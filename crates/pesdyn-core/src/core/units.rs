/// Bohr per ångström.
pub const BOHR_PER_ANGSTROM: f64 = 1.88973;

/// Ångström per bohr, rounded the way the bond-length report has always printed it.
pub const ANGSTROM_PER_BOHR: f64 = 0.529;

/// Femtoseconds per atomic unit of time.
pub const FEMTOSECONDS_PER_AU_TIME: f64 = 2.418_884_326_585_7e-2;

/// Reduced mass used for the carbon monoxide oscillator, in electron masses.
pub const CO_REDUCED_MASS: f64 = 13625.0;

#[inline]
pub fn bohr_to_angstrom(bohr: f64) -> f64 {
    bohr * ANGSTROM_PER_BOHR
}

#[inline]
pub fn angstrom_to_bohr(angstrom: f64) -> f64 {
    angstrom * BOHR_PER_ANGSTROM
}

#[inline]
pub fn au_time_to_femtoseconds(time: f64) -> f64 {
    time * FEMTOSECONDS_PER_AU_TIME
}

/// Reduced mass μ = m₁m₂/(m₁ + m₂).
#[inline]
pub fn reduced_mass(m1: f64, m2: f64) -> f64 {
    m1 * m2 / (m1 + m2)
}
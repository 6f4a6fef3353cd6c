use std::ops::{Add, AddAssign};

#[derive(Debug, Clone, Copy, PartialEq, Default)]
pub struct EnergyTerm {
    pub kinetic: f64,
    pub potential: f64,
}

impl EnergyTerm {
    pub fn new(kinetic: f64, potential: f64) -> Self {
        Self { kinetic, potential }
    }

    #[inline]
    pub fn total(&self) -> f64 {
        self.kinetic + self.potential
    }
}

impl Add for EnergyTerm {
    type Output = Self;

    fn add(self, rhs: Self) -> Self::Output {
        Self {
            kinetic: self.kinetic + rhs.kinetic,
            potential: self.potential + rhs.potential,
        }
    }
}

impl AddAssign for EnergyTerm {
    fn add_assign(&mut self, rhs: Self) {
        self.kinetic += rhs.kinetic;
        self.potential += rhs.potential;
    }
}
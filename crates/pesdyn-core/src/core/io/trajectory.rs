use super::CsvFileError;
use super::traits::TabularFile;
use crate::core::forcefield::model::ForceModel;
use crate::core::models::trajectory::{PhaseSpacePoint, Trajectory};
use serde::{Deserialize, Serialize};
use std::io::{Read, Write};

/// One output row of a trajectory, with derived momentum and energies.
#[derive(Debug, Clone, Copy, PartialEq, Serialize, Deserialize)]
pub struct TrajectoryRecord {
    pub time: f64,
    pub position: f64,
    pub velocity: f64,
    pub momentum: f64,
    pub kinetic: f64,
    pub potential: f64,
    pub total: f64,
}

impl TrajectoryRecord {
    /// Builds the records of every `stride`-th frame; the last frame is always kept.
    pub fn from_trajectory(
        trajectory: &Trajectory,
        reduced_mass: f64,
        model: &impl ForceModel,
        stride: usize,
    ) -> Vec<Self> {
        let stride = stride.max(1);
        let last = trajectory.len().saturating_sub(1);
        trajectory
            .times()
            .iter()
            .zip(trajectory.positions())
            .zip(trajectory.velocities())
            .enumerate()
            .filter(|(i, _)| i % stride == 0 || *i == last)
            .map(|(_, ((&time, &position), &velocity))| {
                let energy =
                    PhaseSpacePoint::new(position, velocity).energy(reduced_mass, model);
                Self {
                    time,
                    position,
                    velocity,
                    momentum: reduced_mass * velocity,
                    kinetic: energy.kinetic,
                    potential: energy.potential,
                    total: energy.total(),
                }
            })
            .collect()
    }
}

/// `time,position,velocity,momentum,kinetic,potential,total` table.
pub struct TrajectoryFile;

impl TabularFile for TrajectoryFile {
    type Data = Vec<TrajectoryRecord>;
    type Error = CsvFileError;

    fn read_from(reader: &mut impl Read) -> Result<Self::Data, Self::Error> {
        let mut csv_reader = csv::Reader::from_reader(reader);
        let records = csv_reader
            .deserialize::<TrajectoryRecord>()
            .collect::<Result<Vec<_>, _>>()?;
        Ok(records)
    }

    fn write_to(data: &Self::Data, writer: &mut impl Write) -> Result<(), Self::Error> {
        let mut csv_writer = csv::Writer::from_writer(writer);
        for record in data {
            csv_writer.serialize(record)?;
        }
        csv_writer.flush()?;
        Ok(())
    }
}
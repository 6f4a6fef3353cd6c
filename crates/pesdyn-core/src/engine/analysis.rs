use super::config::AnalysisConfig;
use super::error::EngineError;
use crate::core::forcefield::model::{ForceModel, HarmonicWell, SplinePes};
use crate::core::models::pes::{PesCurve, PesTable};
use crate::core::units;
use tracing::{debug, warn};

/// Everything derived from fitting a spline to a sampled PES.
#[derive(Debug, Clone)]
pub struct PesAnalysis {
    pub model: SplinePes,
    pub curve: PesCurve,
    pub equilibrium_index: usize,
    /// Grid separation of lowest energy, in bohr.
    pub r_eq: f64,
    pub energy_at_eq: f64,
    /// Second derivative of the energy at `r_eq`, in hartree/bohr².
    pub force_constant: f64,
    pub reduced_mass: f64,
}

impl PesAnalysis {
    pub fn analyze(table: &PesTable, config: &AnalysisConfig) -> Result<Self, EngineError> {
        config.grid.validate()?;
        let model = SplinePes::fit(table, config.boundary)?;

        let separations = config.grid.values();
        let energies: Vec<f64> = separations.iter().map(|&r| model.energy(r)).collect();
        let forces: Vec<f64> = separations.iter().map(|&r| model.force(r)).collect();
        let curve = PesCurve {
            separations,
            energies,
            forces,
        };

        let equilibrium_index = curve
            .argmin()
            .ok_or_else(|| EngineError::Internal("PES grid is empty".to_string()))?;
        if equilibrium_index == 0 || equilibrium_index + 1 == curve.len() {
            warn!(
                "Energy minimum lies on the edge of the grid (index {}); the equilibrium bond length is unreliable.",
                equilibrium_index
            );
        }
        let (table_start, table_end) = table.range();
        if config.grid.start < table_start || config.grid.end > table_end {
            warn!(
                "Grid [{}, {}] extends beyond the sampled range [{}, {}]; values there are extrapolated.",
                config.grid.start, config.grid.end, table_start, table_end
            );
        }

        let r_eq = curve.separations[equilibrium_index];
        let energy_at_eq = curve.energies[equilibrium_index];
        let force_constant = model.curvature(r_eq);
        if !(force_constant > 0.0) {
            return Err(EngineError::NonPositiveForceConstant {
                r_eq,
                value: force_constant,
            });
        }
        debug!(r_eq, energy_at_eq, force_constant, "PES analysis complete.");

        Ok(Self {
            model,
            curve,
            equilibrium_index,
            r_eq,
            energy_at_eq,
            force_constant,
            reduced_mass: config.reduced_mass,
        })
    }

    pub fn r_eq_angstrom(&self) -> f64 {
        units::bohr_to_angstrom(self.r_eq)
    }

    /// Harmonic angular frequency ω = sqrt(k/μ).
    pub fn angular_frequency(&self) -> f64 {
        (self.force_constant / self.reduced_mass).sqrt()
    }

    /// Velocity scale of the harmonic ground state, sqrt(ω / 2μ).
    pub fn velocity_scale(&self) -> f64 {
        (self.angular_frequency() / (2.0 * self.reduced_mass)).sqrt()
    }

    pub fn vibrational_period(&self) -> f64 {
        2.0 * std::f64::consts::PI / self.angular_frequency()
    }

    /// Quadratic approximation of the PES around its minimum.
    pub fn harmonic_approximation(&self) -> HarmonicWell {
        HarmonicWell::new(self.r_eq, self.force_constant)
    }
}
use pesdyn::core::interpolate::spline::BoundaryCondition;
use pesdyn::core::units;

pub struct DefaultsConfig {
    pub boundary: BoundaryCondition,
    pub grid_start: f64,
    pub grid_end: f64,
    pub grid_points: usize,
    pub reduced_mass: f64,
    pub time_step: f64,
    pub num_steps: usize,
    pub num_trajectories: usize,
    pub stride: usize,
}

impl Default for DefaultsConfig {
    fn default() -> Self {
        Self {
            boundary: BoundaryCondition::NotAKnot,
            grid_start: 1.06,
            grid_end: 5.0,
            grid_points: 200,
            reduced_mass: units::CO_REDUCED_MASS,
            time_step: 0.02,
            num_steps: 200_000,
            num_trajectories: 1,
            stride: 1,
        }
    }
}
use indicatif::{ProgressBar, ProgressDrawTarget, ProgressState, ProgressStyle};
use pesdyn::engine::progress::{Progress, ProgressCallback};
use std::sync::{Arc, Mutex};
use std::time::Duration;
use tracing::warn;

const SPINNER_TICK_MS: u64 = 80;

#[derive(Clone)]
pub struct CliProgressHandler {
    pb: Arc<Mutex<ProgressBar>>,
}

impl CliProgressHandler {
    pub fn new() -> Self {
        Self::with_draw_target(ProgressDrawTarget::stderr())
    }

    #[cfg(test)]
    pub fn hidden() -> Self {
        Self::with_draw_target(ProgressDrawTarget::hidden())
    }

    fn with_draw_target(target: ProgressDrawTarget) -> Self {
        let pb = ProgressBar::new(0)
            .with_style(Self::spinner_style())
            .with_message("Initializing...");
        pb.set_draw_target(target);
        pb.disable_steady_tick();
        pb.finish_and_clear();

        Self {
            pb: Arc::new(Mutex::new(pb)),
        }
    }

    pub fn get_callback(&self) -> ProgressCallback<'static> {
        let pb_clone = self.pb.clone();

        Box::new(move |progress: Progress| {
            let Ok(mut pb_guard) = pb_clone.lock() else {
                warn!("Progress bar mutex was poisoned. Cannot update progress.");
                return;
            };

            match progress {
                Progress::PhaseStart { name } => {
                    pb_guard.reset();
                    pb_guard.set_length(0);
                    pb_guard.set_style(Self::spinner_style());
                    pb_guard.enable_steady_tick(Duration::from_millis(SPINNER_TICK_MS));
                    pb_guard.set_message(name);
                }
                Progress::PhaseFinish => {
                    pb_guard.disable_steady_tick();
                    pb_guard.finish_with_message("✓ Done");
                }
                Progress::TaskStart { total_steps } => {
                    pb_guard.disable_steady_tick();
                    pb_guard.reset();
                    pb_guard.set_length(total_steps);
                    pb_guard.set_position(0);
                    pb_guard.set_style(Self::bar_style());
                }
                Progress::TaskAdvance { steps } => {
                    pb_guard.inc(steps);
                }
                Progress::TaskFinish => {
                    let length = pb_guard.length().unwrap_or(0);
                    if pb_guard.position() < length {
                        pb_guard.set_position(length);
                    }
                    pb_guard.finish();
                }
                Progress::Message(msg) => {
                    pb_guard.println(format!("  ! {}", msg));
                }
            }
        })
    }

    fn spinner_style() -> ProgressStyle {
        ProgressStyle::with_template("{spinner:.green} {msg}")
            .expect("Failed to create spinner style template")
    }

    fn bar_style() -> ProgressStyle {
        ProgressStyle::with_template("{msg:<28} [{bar:40.cyan/blue}] {pos}/{len} steps ({eta})")
            .expect("Failed to create bar style template")
            .with_key(
                "eta",
                |state: &ProgressState, w: &mut dyn std::fmt::Write| {
                    let _ = write!(w, "{:.1}s", state.eta().as_secs_f64());
                },
            )
            .progress_chars("##-")
    }
}

impl Default for CliProgressHandler {
    fn default() -> Self {
        Self::new()
    }
}
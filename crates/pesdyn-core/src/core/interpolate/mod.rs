//! # Interpolation Module
//!
//! Smooth interpolants through tabulated data. The PES analysis fits a cubic
//! spline to sampled energies and differentiates it to obtain forces and the
//! curvature at the minimum.
//!
//! - [`spline`] - Interpolating cubic splines with not-a-knot or natural ends
//! - [`piecewise`] - Piecewise polynomials, their evaluation and derivatives

pub mod piecewise;
pub mod spline;
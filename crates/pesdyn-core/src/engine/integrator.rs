//! Velocity-Verlet integration of a single bond-length coordinate.
//!
//! One update from `(r, v)` with reduced mass μ and step `dt`:
//!
//! ```text
//! a  = F(r) / μ
//! r' = r + v·dt + ½·a·dt²
//! a' = F(r') / μ
//! v' = v + ½·(a + a')·dt
//! ```
//!
//! The scheme is symplectic and time-reversible, so the total energy of a
//! conservative system oscillates around its initial value instead of drifting.

use super::error::EngineError;
use super::progress::ProgressReporter;
use crate::core::forcefield::model::ForceModel;
use crate::core::models::trajectory::{PhaseSpacePoint, Trajectory};
use tracing::{debug, trace};

/// Steps between two progress updates.
const REPORT_INTERVAL: usize = 1000;

#[derive(Debug, Clone, Copy, PartialEq)]
pub struct VelocityVerlet {
    reduced_mass: f64,
    time_step: f64,
}

impl VelocityVerlet {
    pub fn new(reduced_mass: f64, time_step: f64) -> Result<Self, EngineError> {
        if !(reduced_mass.is_finite() && reduced_mass > 0.0) {
            return Err(EngineError::InvalidParameter {
                name: "reduced_mass",
                value: reduced_mass,
                reason: "must be positive and finite",
            });
        }
        if !(time_step.is_finite() && time_step > 0.0) {
            return Err(EngineError::InvalidParameter {
                name: "time_step",
                value: time_step,
                reason: "must be positive and finite",
            });
        }
        Ok(Self {
            reduced_mass,
            time_step,
        })
    }

    pub fn reduced_mass(&self) -> f64 {
        self.reduced_mass
    }

    pub fn time_step(&self) -> f64 {
        self.time_step
    }

    #[inline]
    pub fn acceleration(&self, r: f64, model: &impl ForceModel) -> f64 {
        model.force(r) / self.reduced_mass
    }

    /// Advances `state` by one time step.
    #[inline]
    pub fn step(&self, state: PhaseSpacePoint, model: &impl ForceModel) -> PhaseSpacePoint {
        let a_curr = self.acceleration(state.position, model);
        self.step_from(state, a_curr, model).0
    }

    /// One update given the acceleration at `state`; also returns the new acceleration.
    #[inline]
    fn step_from(
        &self,
        state: PhaseSpacePoint,
        a_curr: f64,
        model: &impl ForceModel,
    ) -> (PhaseSpacePoint, f64) {
        let dt = self.time_step;
        let r_fut = state.position + state.velocity * dt + 0.5 * a_curr * dt * dt;
        let a_fut = self.acceleration(r_fut, model);
        let v_fut = state.velocity + 0.5 * (a_curr + a_fut) * dt;
        (PhaseSpacePoint::new(r_fut, v_fut), a_fut)
    }

    /// Advances `state` by `steps` updates without recording intermediate frames.
    pub fn advance(
        &self,
        mut state: PhaseSpacePoint,
        steps: usize,
        model: &impl ForceModel,
    ) -> PhaseSpacePoint {
        let mut a_curr = self.acceleration(state.position, model);
        for _ in 0..steps {
            (state, a_curr) = self.step_from(state, a_curr, model);
        }
        state
    }

    /// Integrates a trajectory of `num_frames` frames starting at `initial`.
    ///
    /// Frame `i` is the state after `i` updates at time `i·dt`. Progress is
    /// reported as `TaskAdvance` events in blocks of steps.
    pub fn integrate(
        &self,
        initial: PhaseSpacePoint,
        num_frames: usize,
        model: &impl ForceModel,
        reporter: &ProgressReporter,
    ) -> Result<Trajectory, EngineError> {
        if !initial.is_finite() {
            return Err(EngineError::NonFiniteState { step: 0 });
        }
        debug!(
            r0 = initial.position,
            v0 = initial.velocity,
            num_frames,
            dt = self.time_step,
            "Starting velocity-Verlet integration."
        );

        let mut trajectory = Trajectory::with_capacity(num_frames);
        if num_frames == 0 {
            return Ok(trajectory);
        }
        trajectory.push(0.0, initial);

        let mut state = initial;
        let mut a_curr = self.acceleration(state.position, model);
        let mut unreported = 0;
        for step in 1..num_frames {
            (state, a_curr) = self.step_from(state, a_curr, model);
            if !state.is_finite() {
                return Err(EngineError::NonFiniteState { step });
            }
            trajectory.push(step as f64 * self.time_step, state);

            unreported += 1;
            if unreported == REPORT_INTERVAL {
                trace!(step, r = state.position, v = state.velocity, "Integration checkpoint.");
                reporter.advance(unreported as u64);
                unreported = 0;
            }
        }
        reporter.advance(unreported as u64);

        Ok(trajectory)
    }
}
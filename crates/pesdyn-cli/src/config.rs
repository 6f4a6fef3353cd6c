//! Layered run configuration: CLI flags over `-S` overrides over the TOML file
//! over built-in defaults.

mod builder;
mod defaults;
mod file;
mod models;

pub use builder::{build_dynamics_config, build_pes_config};
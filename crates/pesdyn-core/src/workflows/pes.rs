use crate::core::models::pes::PesTable;
use crate::engine::analysis::PesAnalysis;
use crate::engine::config::AnalysisConfig;
use crate::engine::error::EngineError;
use crate::engine::progress::{Progress, ProgressReporter};
use tracing::{info, instrument};

#[instrument(skip_all, name = "pes_workflow")]
pub fn run(
    table: &PesTable,
    config: &AnalysisConfig,
    reporter: &ProgressReporter,
) -> Result<PesAnalysis, EngineError> {
    reporter.report(Progress::PhaseStart {
        name: "Fitting PES",
    });
    info!(
        "Fitting a {} spline through {} PES samples.",
        config.boundary,
        table.len()
    );

    let analysis = PesAnalysis::analyze(table, config)?;

    info!(
        "Equilibrium bond length {:.6} bohr ({:.6} Å), force constant {:.6} hartree/bohr².",
        analysis.r_eq,
        analysis.r_eq_angstrom(),
        analysis.force_constant
    );
    reporter.report(Progress::PhaseFinish);

    Ok(analysis)
}
//! # Engine Module
//!
//! The numerical machinery that turns a sampled PES into trajectories.
//!
//! ## Architecture
//!
//! - **Configuration** ([`config`]) - Grid, integration and sampling settings with validating builders
//! - **Error Handling** ([`error`]) - Engine-specific error types and error propagation
//! - **Progress Monitoring** ([`progress`]) - Callback-based progress reporting
//! - **Integration** ([`integrator`]) - The velocity-Verlet integrator
//! - **Analysis** ([`analysis`]) - Spline fit, equilibrium geometry and harmonic quantities
//! - **Sampling** ([`sampling`]) - Random initial conditions around the equilibrium
//!
//! ## Key Capabilities
//!
//! - **Symplectic integration** conserving energy over long trajectories
//! - **Reproducible sampling** through explicit seeds
//! - **Parallel trajectories** driven by the workflows on the rayon pool

pub mod analysis;
pub mod config;
pub mod error;
pub mod integrator;
pub mod progress;
pub mod sampling;
//! # Core Models Module
//!
//! Plain data structures shared by every layer of pesdyn.
//!
//! ## Key Components
//!
//! - [`ensemble`] - A one-dimensional particle ensemble stored as parallel columns
//! - [`pes`] - Sampled potential-energy surface of a single bond-length coordinate
//! - [`trajectory`] - Time series of position and velocity written by the integrator
//!
//! None of these types carries behaviour beyond validation and derived quantities;
//! fitting and integration live in [`crate::engine`].

pub mod ensemble;
pub mod pes;
pub mod trajectory;
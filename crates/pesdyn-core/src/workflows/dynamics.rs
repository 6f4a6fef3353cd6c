use crate::core::models::pes::PesTable;
use crate::core::models::trajectory::{PhaseSpacePoint, Trajectory};
use crate::engine::analysis::PesAnalysis;
use crate::engine::config::DynamicsConfig;
use crate::engine::error::EngineError;
use crate::engine::integrator::VelocityVerlet;
use crate::engine::progress::{Progress, ProgressReporter};
use crate::engine::sampling::InitialConditionSampler;
use rayon::prelude::*;
use tracing::{info, instrument, warn};

/// One integrated trajectory together with the point it started from.
#[derive(Debug, Clone)]
pub struct TrajectoryResult {
    pub initial: PhaseSpacePoint,
    pub trajectory: Trajectory,
    /// Largest |E(t) − E(0)| over the trajectory.
    pub energy_drift: f64,
}

#[derive(Debug, Clone)]
pub struct DynamicsResult {
    pub analysis: PesAnalysis,
    pub trajectories: Vec<TrajectoryResult>,
}

impl DynamicsResult {
    pub fn max_energy_drift(&self) -> f64 {
        self.trajectories
            .iter()
            .map(|t| t.energy_drift)
            .fold(0.0, f64::max)
    }
}

#[instrument(skip_all, name = "dynamics_workflow")]
pub fn run(
    table: &PesTable,
    config: &DynamicsConfig,
    reporter: &ProgressReporter,
) -> Result<DynamicsResult, EngineError> {
    let analysis = super::pes::run(table, &config.analysis, reporter)?;

    reporter.report(Progress::PhaseStart {
        name: "Sampling Initial Conditions",
    });
    let initials = sample_initial_conditions(&analysis, config);
    reporter.report(Progress::PhaseFinish);

    let integrator = VelocityVerlet::new(
        config.analysis.reduced_mass,
        config.integration.time_step,
    )?;
    let num_frames = config.integration.num_steps;
    let steps_per_trajectory = num_frames.saturating_sub(1) as u64;

    info!(
        "Integrating {} trajectories of {} frames (dt = {}).",
        initials.len(),
        num_frames,
        integrator.time_step()
    );
    reporter.report(Progress::PhaseStart {
        name: "Integrating Trajectories",
    });
    reporter.report(Progress::TaskStart {
        total_steps: steps_per_trajectory * initials.len() as u64,
    });

    let model = &analysis.model;
    let reduced_mass = integrator.reduced_mass();
    let trajectories = initials
        .par_iter()
        .map(|&initial| {
            let trajectory = integrator.integrate(initial, num_frames, model, reporter)?;
            let energy_drift = trajectory.energy_drift(reduced_mass, model);
            Ok(TrajectoryResult {
                initial,
                trajectory,
                energy_drift,
            })
        })
        .collect::<Result<Vec<_>, EngineError>>();

    reporter.report(Progress::TaskFinish);
    reporter.report(Progress::PhaseFinish);
    let trajectories = trajectories?;

    for (index, result) in trajectories.iter().enumerate() {
        if let Some((low, high)) = result.trajectory.position_bounds() {
            let (start, end) = table.range();
            if low < start || high > end {
                warn!(
                    trajectory = index,
                    low, high, "Trajectory left the sampled PES range; forces there are extrapolated."
                );
                reporter.report(Progress::Message(format!(
                    "Trajectory {} visited [{:.4}, {:.4}] bohr, outside the sampled range [{:.4}, {:.4}]",
                    index + 1,
                    low,
                    high,
                    start,
                    end
                )));
            }
        }
        info!(
            trajectory = index,
            drift = result.energy_drift,
            "Trajectory complete."
        );
    }

    Ok(DynamicsResult {
        analysis,
        trajectories,
    })
}

fn sample_initial_conditions(analysis: &PesAnalysis, config: &DynamicsConfig) -> Vec<PhaseSpacePoint> {
    let sampling = &config.sampling;
    let velocity_scale = analysis.velocity_scale();
    (0..sampling.num_trajectories)
        .map(|i| {
            let seed = sampling.seed.map(|s| s.wrapping_add(i as u64));
            InitialConditionSampler::new(seed).initial_condition(
                analysis.r_eq,
                velocity_scale,
                sampling,
            )
        })
        .collect()
}
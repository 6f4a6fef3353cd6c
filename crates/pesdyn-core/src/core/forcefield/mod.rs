//! # Force Field Module
//!
//! Potential-energy functions of a single bond-length coordinate and the
//! [`model::ForceModel`] seam through which the integrator sees them.
//!
//! ## Key Components
//!
//! - [`potentials`] - Pure analytical energy and force expressions (Coulomb, harmonic, Morse)
//! - [`model`] - The `ForceModel` trait and its implementations, including a spline-fitted PES
//! - [`term`] - Kinetic/potential energy bookkeeping
//!
//! ## Sign Convention
//!
//! Every force returned by this module is the negative derivative of the matching
//! potential energy, F(r) = −dE/dr.
//!
//! ```ignore
//! use pesdyn::core::forcefield::model::{ForceModel, HarmonicWell};
//!
//! let well = HarmonicWell::new(2.13, 1.2);
//! assert!(well.force(2.5) < 0.0);
//! ```

pub mod model;
pub mod potentials;
pub mod term;
use thiserror::Error;

/// Minimum number of samples needed to fit a cubic interpolant.
pub const MIN_SAMPLES: usize = 4;

const CO_SEPARATIONS: [f64; 20] = [
    0.944865, 1.24324342, 1.54162184, 1.84000026, 2.13837868, 2.43675711, 2.73513553,
    3.03351395, 3.33189237, 3.63027079, 3.92864921, 4.22702763, 4.52540605, 4.82378447,
    5.12216289, 5.42054132, 5.71891974, 6.01729816, 6.31567658, 6.614055,
];

const CO_ENERGIES: [f64; 20] = [
    -107.6005848551,
    -111.3806002009,
    -112.7228746824,
    -113.1529129289,
    -113.2441488055,
    -113.2151596774,
    -113.1513342096,
    -113.0823324745,
    -113.0170650624,
    -112.9596693222,
    -112.9104794422,
    -112.8689540440,
    -112.8343322396,
    -112.8067244781,
    -112.7837633359,
    -112.7668290296,
    -112.7557318201,
    -112.7378824687,
    -112.737892888,
    -112.7397032863,
];

#[derive(Debug, Error, Clone, PartialEq)]
pub enum PesTableError {
    #[error("Separation and energy columns differ in length ({separations} vs {energies})")]
    LengthMismatch { separations: usize, energies: usize },
    #[error("A PES table needs at least {required} samples, found {found}")]
    TooFewSamples { required: usize, found: usize },
    #[error("Sample {index} contains a non-finite value")]
    NonFinite { index: usize },
    #[error("Separations must be strictly increasing (violated at sample {index})")]
    NotIncreasing { index: usize },
}

/// Energies of a diatomic molecule sampled along its bond length.
///
/// Separations are in bohr and strictly increasing, energies in hartree.
#[derive(Debug, Clone, PartialEq)]
pub struct PesTable {
    separations: Vec<f64>,
    energies: Vec<f64>,
}

impl PesTable {
    pub fn new(separations: Vec<f64>, energies: Vec<f64>) -> Result<Self, PesTableError> {
        if separations.len() != energies.len() {
            return Err(PesTableError::LengthMismatch {
                separations: separations.len(),
                energies: energies.len(),
            });
        }
        if separations.len() < MIN_SAMPLES {
            return Err(PesTableError::TooFewSamples {
                required: MIN_SAMPLES,
                found: separations.len(),
            });
        }
        for (index, (r, e)) in separations.iter().zip(&energies).enumerate() {
            if !r.is_finite() || !e.is_finite() {
                return Err(PesTableError::NonFinite { index });
            }
        }
        if let Some(index) = separations.windows(2).position(|w| w[1] <= w[0]) {
            return Err(PesTableError::NotIncreasing { index: index + 1 });
        }
        Ok(Self {
            separations,
            energies,
        })
    }

    /// Ground-state PES of carbon monoxide, 20 points between 0.5 and 3.5 Å.
    pub fn carbon_monoxide() -> Self {
        Self {
            separations: CO_SEPARATIONS.to_vec(),
            energies: CO_ENERGIES.to_vec(),
        }
    }

    #[inline]
    pub fn len(&self) -> usize {
        self.separations.len()
    }

    #[inline]
    pub fn is_empty(&self) -> bool {
        self.separations.is_empty()
    }

    pub fn separations(&self) -> &[f64] {
        &self.separations
    }

    pub fn energies(&self) -> &[f64] {
        &self.energies
    }

    pub fn points(&self) -> impl Iterator<Item = (f64, f64)> + '_ {
        self.separations
            .iter()
            .copied()
            .zip(self.energies.iter().copied())
    }

    /// The lowest sampled energy as `(separation, energy)`.
    pub fn min_sample(&self) -> (f64, f64) {
        self.points()
            .fold((f64::NAN, f64::INFINITY), |best, point| {
                if point.1 < best.1 { point } else { best }
            })
    }

    pub fn range(&self) -> (f64, f64) {
        (self.separations[0], self.separations[self.len() - 1])
    }
}

/// A PES and its force evaluated on a dense grid.
#[derive(Debug, Clone, PartialEq, Default)]
pub struct PesCurve {
    pub separations: Vec<f64>,
    pub energies: Vec<f64>,
    pub forces: Vec<f64>,
}

impl PesCurve {
    #[inline]
    pub fn len(&self) -> usize {
        self.separations.len()
    }

    #[inline]
    pub fn is_empty(&self) -> bool {
        self.separations.is_empty()
    }

    /// Index of the lowest energy; the first one wins on ties.
    pub fn argmin(&self) -> Option<usize> {
        let mut best: Option<usize> = None;
        for (i, &e) in self.energies.iter().enumerate() {
            match best {
                Some(b) if self.energies[b] <= e => {}
                _ => best = Some(i),
            }
        }
        best
    }
}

****************************************

> PROBLEM STATEMENT: Among the lines in the material above, some may hold "updates". State how many do, and add nothing.

> ANSWER BOX: 3